When you setup an RSS to Email campaign you are given the choice of daily, weekly, or monthly delivery. People that subscribe directly to your RSS feed (not the email) would be able to see the content as soon as your feed updates, usually when you post a new article or update, but right now the RSS to Email campaign only allows for those 3 delivery intervals. Here is a good article and video that walks you through the process of setting up your first RSS to Email campaign: http://eepurl.com/oV03P
Ben,
Julien from Superfeedr here; we’re great fan of Mailchip and used it for some time.
I believe you guys shouldn’t have to do polling as it is a pain and you’ll always spend more and more resources, but always be late.

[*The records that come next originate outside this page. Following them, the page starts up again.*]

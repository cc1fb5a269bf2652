//! Pool-wide service singletons.
//!
//! Each service class has exactly one instance per pool, hosted on the
//! pool's first host. Its `Name` is fixed per class.

use async_trait::async_trait;

use crate::backend::PoolSession;
use crate::error::{ProviderError, Result};
use crate::handler::{InstanceHandler, RecordData, ResourceList, ResourceRecord};
use crate::handlers::host::HOST_CLASS;
use crate::types::*;

pub const SERVICE_CLASSES: &[&str] = &[
    "Xen_VirtualSystemManagementService",
    "Xen_VirtualSystemMigrationService",
    "Xen_VirtualSystemSnapshotService",
    "Xen_VirtualSwitchManagementService",
    "Xen_StoragePoolManagementService",
];

/// Fixed `Name` of a service class.
pub fn service_name(class_name: &str) -> Option<&'static str> {
    match class_name {
        "Xen_VirtualSystemManagementService" => Some("Xen Hypervisor"),
        "Xen_VirtualSystemMigrationService" => Some("Xen Migration Service"),
        "Xen_VirtualSystemSnapshotService" => Some("Xen Virtual System Snapshot Service"),
        "Xen_VirtualSwitchManagementService" => Some("Xen Virtual Switch Management Service"),
        "Xen_StoragePoolManagementService" => Some("XenServer SR Management Service"),
        _ => None,
    }
}

pub struct ServicesHandler;

/// The service singleton: its name and the host it is scoped to.
struct ServiceRecord {
    name: &'static str,
    system_name: String,
}

/// Hosting system of the pool's services: the lowest host UUID.
async fn pool_system(session: &dyn PoolSession) -> Result<Option<String>> {
    let hosts = session.host_get_all().await?;
    Ok(hosts.into_iter().min())
}

fn known_service(class_name: &str) -> Result<&'static str> {
    service_name(class_name)
        .ok_or_else(|| ProviderError::NotSupported(format!("service class {}", class_name)))
}

#[async_trait]
impl InstanceHandler for ServicesHandler {
    fn key_property(&self, _class_name: &str) -> &'static str {
        "Name"
    }

    fn keys(&self, _class_name: &str) -> Vec<&'static str> {
        vec!["SystemName", "SystemCreationClassName", "CreationClassName", "Name"]
    }

    async fn list_enum(&self, list: &mut ResourceList, session: &dyn PoolSession) -> Result<()> {
        let name = known_service(&list.class_name)?;
        let records: Vec<ServiceRecord> = pool_system(session)
            .await?
            .map(|system_name| ServiceRecord { name, system_name })
            .into_iter()
            .collect();
        list.ctx = Some(Box::new(records));
        Ok(())
    }

    async fn record_getnext(
        &self,
        list: &mut ResourceList,
        _session: &dyn PoolSession,
    ) -> Result<Option<RecordData>> {
        let records = list.ctx::<Vec<ServiceRecord>>()?;
        Ok(records.get(list.current_resource).map(|r| {
            Box::new(ServiceRecord {
                name: r.name,
                system_name: r.system_name.clone(),
            }) as RecordData
        }))
    }

    async fn record_get_from_id(
        &self,
        id: &str,
        class_name: &str,
        session: &dyn PoolSession,
    ) -> Result<RecordData> {
        let name = known_service(class_name)?;
        if id != name {
            return Err(ProviderError::NotFound(format!("{} named {}", class_name, id)));
        }
        let system_name = pool_system(session)
            .await?
            .ok_or_else(|| ProviderError::NotFound("pool has no hosts".to_string()))?;
        Ok(Box::new(ServiceRecord { name, system_name }))
    }

    fn set_properties(&self, record: &ResourceRecord, instance: &mut Instance) -> Result<()> {
        let service = record.data::<ServiceRecord>()?;

        instance.set("SystemName", service.system_name.as_str());
        instance.set("SystemCreationClassName", HOST_CLASS);
        instance.set("CreationClassName", record.class_name.as_str());
        instance.set("Name", service.name);
        if record.ref_only {
            return Ok(());
        }

        instance.set("Caption", service.name);
        instance.set("ElementName", service.name);
        instance.set("Description", service.name);
        instance.set("EnabledState", 2u16);
        Ok(())
    }
}

#[cfg(test)]
mod tests {
    use super::*;
    use crate::config::ProviderConfig;
    use crate::lifecycle::ProviderContext;
    use crate::mock::MockPool;
    use std::sync::Arc;

    const MIGRATION: &str = "Xen_VirtualSystemMigrationService";

    #[test]
    fn test_every_class_has_a_name() {
        for class_name in SERVICE_CLASSES {
            assert!(service_name(class_name).is_some(), "{class_name}");
        }
        assert_eq!(service_name("Xen_Bogus"), None);
    }

    #[tokio::test]
    async fn test_one_instance_per_pool() {
        let pool = MockPool::new();
        let a = pool.add_host("host-a");
        let b = pool.add_host("host-b");
        let provider = ProviderContext::new(ProviderConfig::default(), Arc::new(pool.clone()));
        provider.init().await.unwrap();
        let creds = Credentials::new("root", "secret");

        let names = provider
            .dispatcher()
            .enumerate_instance_names(&creds, MIGRATION)
            .await
            .unwrap();
        assert_eq!(names.len(), 1);
        let path = &names[0];
        assert_eq!(path.key_str("Name"), Some("Xen Migration Service"));
        assert_eq!(path.key_str("SystemName"), Some(a.as_str().min(b.as_str())));

        let inst = provider
            .dispatcher()
            .get(&creds, path, &PropertyFilter::all())
            .await
            .unwrap();
        assert_eq!(inst.get("EnabledState"), Some(&Value::U16(2)));

        let wrong = ObjectPath::new("root/cimv2", MIGRATION).with_key("Name", "Other");
        let missing = provider
            .dispatcher()
            .get(&creds, &wrong, &PropertyFilter::all())
            .await;
        assert!(matches!(missing, Err(ProviderError::NotFound(_))));
    }

    #[tokio::test]
    async fn test_empty_pool_has_no_services() {
        let pool = MockPool::new();
        let provider = ProviderContext::new(ProviderConfig::default(), Arc::new(pool.clone()));
        provider.init().await.unwrap();

        let all = provider
            .dispatcher()
            .enumerate_instances(
                &Credentials::new("root", "secret"),
                MIGRATION,
                &PropertyFilter::all(),
            )
            .await
            .unwrap();
        assert!(all.is_empty());
    }
}
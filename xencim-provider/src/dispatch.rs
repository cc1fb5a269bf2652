//! # Dispatch Layer
//!
//! The resource-agnostic request lifecycle, orchestrating whichever handler
//! the [`Registry`] resolves for a class.
//!
//! ```text
//!   enumerate ──▶ begin ──▶ getnext* ──▶ end          (Cursor owns its session)
//!   get       ──▶ record_get_from_id ──▶ set_properties   (Resource owns its session)
//!   add       ──▶ get (must fail) ──▶ extract ──▶ add
//!   modify    ──▶ get (must succeed) ──▶ extract ──▶ modify
//!   delete    ──▶ get (must succeed) ──▶ delete
//!   invoke    ──▶ method handler (may create a job)
//! ```
//!
//! Sessions, cursors and resources are scoped values: every exit path drops
//! them, which runs the handler's cleanup and releases the session exactly once.

use std::sync::Arc;
use tracing::{debug, error, info, instrument, warn};

use crate::error::{ProviderError, Result};
use crate::handler::{
    Cursor, InstanceHandler, MethodCall, Resource, ResourceList, ResourceRecord, ResourceSession,
};
use crate::instance_id;
use crate::jobs::JobEngine;
use crate::query::Query;
use crate::registry::Registry;
use crate::session::SessionManager;
use crate::types::*;

/// Consecutive unreadable records after which an enumeration is abandoned.
pub const MAX_CONSECUTIVE_FAILURES: usize = 32;

/// Routes protocol requests to handlers.
#[derive(Clone)]
pub struct Dispatcher {
    registry: Arc<Registry>,
    sessions: SessionManager,
    jobs: JobEngine,
    namespace: String,
}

Superfeedr can do the polling (or find other techniques) on your behalf and then push you the content as soon as it’s there.
I’d be thrilled to have Mailchimp in our customer base!
I’m trying to get my RSS Feed campaign going but it seems to always just send 1 item of the feed in the test mails via the api and it doesn’t seem to send any scheduled campaigns. I’ve set the pubdate to the current time in the feed so it will send items that have been sent already too. I’m guessing mailchimp uses another way to check wether it is new content. Is this the case? And is there a way to bypass this?
Hi Steven,
Sounds like it could be a technical issue with your RSS feed. Unfortunately, it’s too complex to solve via the blog. You’ll need to talk to our support team: http://mailchimp.com/help
Hi Ben
In the mean time I figured out what my problem was. I just used a pubdate in my rss feed that was dutch instead of english. Thanks for your reply ;)
geweldig!
Is there any way of adjusting the RSS scheduling? We really want to send an email out on the 1st and 3rd Tuesday of a month, or at least on a Tuesday every two weeks, but there doesn’t see to me a way?
I have the same issue, I would like to post every other week, is there a way to do that?, right now I can select only weekly or monthly
Hi Sandrine, We’ve made some changes since this blog post was written to allow for some additional scheduling options. Our recent release even included the ability to schedule RSS campaigns to only go on certain days of the week. We don’t have a bi-weekly scheduling option at this point, but we always appreciate the feedback so I’ve passed this along to our team.
Thanks John :-)
I beg you, please implement the fortnightly option as soon as you can! It would be greatly appreciated.
Aloha from Hawaii!
I’d like to echo the desire for a “send now” feature. Although we love the convenience to schedule ahead, the past few weeks have been challenging. We try to publish our blog early Thursday mornings to give people time to plan for our Monday meetings, but when content comes in late on Thursday, we only have Friday to notify our members of upcoming events. Working on the blog this morning, the earliest MailChimp will let me post is Friday end of day or on Saturday. Is there any way to add a Send Now feature? Thank you!
Aloha Jo, We love to hear the feedback, but right now there’s not a way to immediately send an RSS to email campaign. One thing you could potentially consider is adding a group to your list for “alerts” or something similar. When your subscribers sign up they could choose to also receive alerts and in those rare cases when you absolutely had to get the notice out right away you could stick the content of the blog post into a campaign for those in the alerts group and email it. You’d want to use this approach sparingly and I’d mention that they might see the same information in a future email from the blog.